Ya estamos en el último mes del año… y no sé si a ti te pasa, pero diciembre siempre tiene ese algo que te hace mirar atrás. Es el mes del balance, como diría Mecano: “de lo bueno y malo”, porque al final todos los años traen sus luces y sus sombras.
Sin embargo, muchas veces nos quedamos solo con lo malo. Con los golpes fuertes… y también con los pequeños. Porque lo doloroso pesa y se acumula. En cambio, lo bueno, a menos que sea algo enorme, parece desvanecerse enseguida.
Y por eso hoy quiero fijarme en lo que también construye: en esas pequeñas victorias que pasan desapercibidas, pero que son muy importantes. Como cuando aprobaste ese examen que dabas por imposible, cuando corriste una carrera o viajaste a un lugar nuevo. O esos momentos sencillos: una visita a tus padres, una cena donde te reíste sin parar con amigos, una charla que se alargó sin prisa.
Porque al crecer, uno aprende que diciembre ya no es solo deseos, regalos o vacaciones. Es más bien un recordatorio de lo esencial: de los encuentros, de las risas compartidas, de quienes siguen al lado.
Al final, este año ha sido una mezcla de pruebas, de tropiezos, de incertidumbres… pero también de aprendizajes, de sorpresas, de pequeñas alegrías que solo el corazón sabe reconocer.
Así que este diciembre, te invito a hacer un balance distinto: no medir solo los logros grandes o las heridas, sino también esos detalles mínimos que curan y devuelven esperanza.
Porque la vida no siempre grita lo importante. A veces, lo susurra casi al oído. Y gracias a esos susurros, no solo sobrevivimos: también crecimos.

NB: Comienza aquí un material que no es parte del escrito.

//! Lifecycle facade for one sandboxed Asterisk instance.
//!
//! ```text
//! Unbuilt --build--> Built --start--> Starting --boot ok--> Running
//!                                        |                     |
//!                                  boot timeout              stop
//!                                        v                     v
//!                                     Failed        Stopping --> Stopped
//! ```
//!
//! `build` reserves an address, resolves the binary and provisions the
//! sandbox. `start` spawns the server, waits for it to boot, attaches the
//! AMI tracer and connects the administrative session. `stop` shuts the
//! server down and finalizes the trace; calling it again is a no-op.
//! Any failure in `build` or `start` is terminal: discard the instance.

use std::fmt;
use std::future::Future;
use std::net::Ipv4Addr;
use std::path::{Path, PathBuf};
use std::sync::Arc;

use serde_json::Value;
use tracing::{debug, info, warn};

use crate::address::{AddressAllocator, AddressReservation};
use crate::ami::{
    AmiClient, AmiEndpoint, AmiEvent, EventBus, EventCollection, EventSink, EventTracer,
    check_events, watch_events,
};
use crate::config::HarnessConfig;
use crate::constants::{REFDEBUG_LOG, TRACE_FILE};
use crate::error::{Error, Result};
use crate::layout::{self, AstDir, DirectoryLayout, ProvisionPlan};
use crate::process::{self, CommandOutput, ProcessController};
use crate::sandbox::RunDirectory;

/// Where an instance is in its lifecycle.
#[derive(Debug, Clone, Copy, PartialEq, Eq)]
pub enum InstanceState {
    Unbuilt,
    Built,
    Starting,
    Running,
    Stopping,
    Stopped,
    Failed,
}

impl fmt::Display for InstanceState {
    fn fmt(&self, f: &mut fmt::Formatter<'_>) -> fmt::Result {
        let s = match self {
            Self::Unbuilt => "unbuilt",
            Self::Built => "built",
            Self::Starting => "starting",
            Self::Running => "running",
            Self::Stopping => "stopping",
            Self::Stopped => "stopped",
            Self::Failed => "failed",
        };
        f.write_str(s)
    }
}

/// One sandboxed Asterisk server under test.
pub struct AsteriskInstance {
    layout: DirectoryLayout,
    allocator: Arc<AddressAllocator>,
    config: HarnessConfig,
    reservation: Option<AddressReservation>,
    controller: ProcessController,
    sink: EventSink,
    ami: Option<Box<dyn AmiClient>>,
    state: InstanceState,
}

impl fmt::Debug for AsteriskInstance {
    fn fmt(&self, f: &mut fmt::Formatter<'_>) -> fmt::Result {
        f.debug_struct("AsteriskInstance")
            .field("id", &self.id())
            .field("root", &self.layout.run_dir().run_root())
            .field("address", &self.server_address())
            .field("state", &self.state)
            .field("pid", &self.controller.pid())
            .finish_non_exhaustive()
    }
}

impl AsteriskInstance {
    /// Create an unbuilt instance in `run_dir`, drawing its address from
    /// `allocator`.
    pub fn new(
        run_dir: Arc<dyn RunDirectory>,
        allocator: Arc<AddressAllocator>,
        config: HarnessConfig,
    ) -> Self {
        let layout = DirectoryLayout::new(run_dir);
        let controller = ProcessController::new(layout.asterisk_conf());
        Self {
            layout,
            allocator,
            config,
            reservation: None,
            controller,
            sink: EventSink::new(Arc::new(EventBus::new())),
            ami: None,
            state: InstanceState::Unbuilt,
        }
    }

    /// Attach the client used for the administrative session.
    #[must_use]
    pub fn with_ami_client(mut self, client: Box<dyn AmiClient>) -> Self {
        self.ami = Some(client);
        self
    }

    /// Instance identifier from the run directory.
    #[must_use]
    pub fn id(&self) -> &str {
        self.layout.run_dir().instance_id()
    }

    /// Current lifecycle state.
    #[must_use]
    pub fn state(&self) -> InstanceState {
        self.state
    }

    /// Harness configuration in effect.
    #[must_use]
    pub fn config(&self) -> &HarnessConfig {
        &self.config
    }

    /// Sandbox layout, for config generators that resolve role paths.
    #[must_use]
    pub fn layout(&self) -> &DirectoryLayout {
        &self.layout
    }

    /// Absolute path of `segments` below the directory for `role`.
    #[must_use]
    pub fn astdir(&self, role: AstDir, segments: &[&str]) -> PathBuf {
        self.layout.astdir(role, segments)
    }

    /// Root configuration file passed to the server.
    #[must_use]
    pub fn asterisk_conf(&self) -> PathBuf {
        self.layout.asterisk_conf()
    }

    /// Address assigned to this instance, once allocated.
    #[must_use]
    pub fn server_address(&self) -> Option<Ipv4Addr> {
        self.reservation.as_ref().map(AddressReservation::address)
    }

    /// Manager interface endpoint, once an address is allocated.
    #[must_use]
    pub fn ami_endpoint(&self) -> Option<AmiEndpoint> {
        self.server_address().map(|host| AmiEndpoint {
            host,
            port: self.config.network.ami_port,
        })
    }

    /// Resolved server binary, once built.
    #[must_use]
    pub fn binary(&self) -> Option<&Path> {
        self.controller.binary()
    }

    /// Bus carrying this instance's AMI events.
    #[must_use]
    pub fn bus(&self) -> &Arc<EventBus> {
        self.sink.bus()
    }

    /// Sink the administrative session feeds.
    #[must_use]
    pub fn sink(&self) -> &EventSink {
        &self.sink
    }

    /// Location of the AMI trace file.
    #[must_use]
    pub fn trace_path(&self) -> PathBuf {
        self.astdir(AstDir::Log, &[TRACE_FILE])
    }

    /// Location of the reference debug log.
    #[must_use]
    pub fn refdebug_log(&self) -> PathBuf {
        self.astdir(AstDir::Log, &[REFDEBUG_LOG])
    }

    /// Returns true if the server has written a reference debug log.
    pub async fn refdebug_enabled(&self) -> bool {
        tokio::fs::try_exists(self.refdebug_log())
            .await
            .unwrap_or(false)
    }

    /// Reserve a loopback address for this instance. Idempotent.
    ///
    /// # Errors
    ///
    /// Returns [`Error::AddressSpaceExhausted`] or [`Error::AddressBind`].
    pub fn assign_address(&mut self) -> Result<Ipv4Addr> {
        if let Some(address) = self.server_address() {
            return Ok(address);
        }
        let reservation = self.allocator.reserve(self.config.network.hold_port)?;
        let address = reservation.address();
        self.reservation = Some(reservation);
        info!(instance = %self.id(), %address, "Assigned address");
        Ok(address)
    }

    /// Reserve an address, resolve the binary and provision the sandbox.
    ///
    /// # Errors
    ///
    /// Returns [`Error::InvalidState`] unless unbuilt. Address, binary and
    /// filesystem failures leave the instance `Failed`.
    pub async fn build(&mut self) -> Result<()> {
        if self.state != InstanceState::Unbuilt {
            return Err(Error::invalid_state("build", self.state));
        }

        match self.provision().await {
            Ok(()) => {
                self.state = InstanceState::Built;
                info!(instance = %self.id(), root = %self.layout.run_dir().run_root().display(), "Instance built");
                Ok(())
            },
            Err(e) => {
                self.state = InstanceState::Failed;
                Err(e)
            },
        }
    }

    async fn provision(&mut self) -> Result<()> {
        let address = self.assign_address()?;
        let binary = process::resolve_binary(&self.config.paths.binary)?;
        debug!(instance = %self.id(), binary = %binary.display(), "Resolved binary");

        let plan = ProvisionPlan {
            binary: &binary,
            address,
            sip_port: self.config.network.sip_port,
            assets: self.config.paths.assets.as_deref(),
        };
        layout::provision(&self.layout, &plan).await?;
        self.controller.set_binary(binary);
        Ok(())
    }

    /// Copy `asterisk-<id>/**/*.conf` fixtures into the config directory.
    ///
    /// # Errors
    ///
    /// Returns [`Error::FileSystem`] if a fixture cannot be copied.
    pub async fn install_configs(&self, id: &str) -> Result<usize> {
        layout::install_configs(&self.layout, id).await
    }

    /// Spawn the server, wait for it to boot and open the AMI session.
    ///
    /// # Errors
    ///
    /// Returns [`Error::InvalidState`] unless built. A boot timeout kills
    /// the server and leaves the instance `Failed`. If the AMI connection
    /// fails the server keeps running; call [`AsteriskInstance::stop`].
    pub async fn start(&mut self) -> Result<()> {
        if self.state != InstanceState::Built {
            return Err(Error::invalid_state("start", self.state));
        }

        self.state = InstanceState::Starting;
        if let Err(e) = self.controller.start(self.config.boot_policy()).await {
            self.state = InstanceState::Failed;
            return Err(e);
        }
        self.state = InstanceState::Running;

        self.sink.attach_tracer(EventTracer::new(self.trace_path()));
        let endpoint = self.ami_endpoint();
        if let (Some(client), Some(endpoint)) = (self.ami.as_mut(), endpoint) {
            client.connect(endpoint, self.sink.clone()).await?;
        }

        info!(instance = %self.id(), pid = self.controller.pid(), "Instance running");
        Ok(())
    }

    /// Wait until the server reports full initialization.
    ///
    /// # Errors
    ///
    /// Returns [`Error::BootTimeout`] once the boot policy is exhausted.
    pub async fn fully_booted(&self) -> Result<u32> {
        self.controller
            .wait_fully_booted(self.config.boot_policy())
            .await
    }

    /// Run one CLI command against the server.
    ///
    /// # Errors
    ///
    /// Returns [`Error::NotStarted`] before `build`, or the command's failure.
    pub async fn cli_command(&self, command: &str) -> Result<CommandOutput> {
        self.controller.cli_command(command).await
    }

    /// Stop the server, close the AMI session and finalize the trace.
    ///
    /// A no-op when no server process is held, so repeated calls are safe.
    ///
    /// # Errors
    ///
    /// Returns [`Error::Process`] if the exit cannot be awaited, or
    /// [`Error::Trace`] if the trace cannot be closed.
    pub async fn stop(&mut self) -> Result<()> {
        if !self.controller.has_process() {
            return Ok(());
        }
        self.state = InstanceState::Stopping;

        let grace = if self.refdebug_enabled().await {
            Some(self.config.refdebug_grace())
        } else {
            None
        };
        let stopped = self.controller.stop(grace).await;

        if let Some(client) = self.ami.as_mut() {
            client.disconnect().await;
        }
        let finished = match self.sink.detach_tracer() {
            Some(mut tracer) => tracer.finish().map(Some),
            None => Ok(None),
        };
        self.state = InstanceState::Stopped;

        stopped?;
        if let Some(events) = finished? {
            debug!(instance = %self.id(), events, "AMI trace closed");
        }
        info!(instance = %self.id(), "Instance stopped");
        Ok(())
    }

    /// Check the stopped server for leaked references.
    ///
    /// Succeeds without running anything when no reference debug log exists.
    ///
    /// # Errors
    ///
    /// Returns [`Error::LeakDetected`] when the refcounter reports leaks, or
    /// [`Error::BinaryNotFound`] if the script or interpreter is missing.
    pub async fn check_stopped(&self) -> Result<()> {
        if !self.refdebug_enabled().await {
            return Ok(());
        }

        let script = self
            .config
            .refcounter_script()
            .ok_or_else(|| Error::BinaryNotFound {
                name: "refcounter.py".to_string(),
                reason: "paths.assets is not configured".to_string(),
            })?;
        let python = process::resolve_binary(&self.config.paths.python)?;
        let log = self.refdebug_log();

        info!(instance = %self.id(), log = %log.display(), "Checking for reference leaks");
        process::run_refcounter(&python, &script, &log).await
    }

    /// Collect every AMI event named `name` until the collection is stopped.
    #[must_use]
    pub fn collect_events(&self, name: &str) -> EventCollection {
        self.bus().subscribe(name)
    }

    /// Run `action` while watching `names`, waiting the configured settle
    /// delay afterwards. Returns the action's output and matched events.
    pub async fn watch_events<F, Fut, T>(&self, names: &[&str], action: F) -> (T, Vec<AmiEvent>)
    where
        F: FnOnce() -> Fut,
        Fut: Future<Output = T>,
    {
        watch_events(self.bus(), names, self.config.settle(), action).await
    }

    /// Watch `names` around `action` and require the matches to equal
    /// `expected`, in order.
    ///
    /// # Errors
    ///
    /// Returns [`Error::EventMismatch`] describing the first difference.
    pub async fn check_ami_events<F, Fut, T>(
        &self,
        names: &[&str],
        expected: &[Value],
        action: F,
    ) -> Result<T>
    where
        F: FnOnce() -> Fut,
        Fut: Future<Output = T>,
    {
        let (output, events) = self.watch_events(names, action).await;
        if let Err(mismatch) = check_events(&events, expected) {
            warn!(instance = %self.id(), %mismatch, "AMI events mismatch");
            return Err(mismatch.into());
        }
        Ok(output)
    }
}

Este diciembre, no cierres el año pensando en lo que faltó. Celébralo por lo que fue, por lo que vivimos y por lo que todavía seremos. Y ojalá que, aunque pasen los años, sigamos viviendo diciembre como cuando éramos pequeños: con esa magia, con esa ilusión y con esa forma tan bonita de creer que siempre puede venir algo mejor.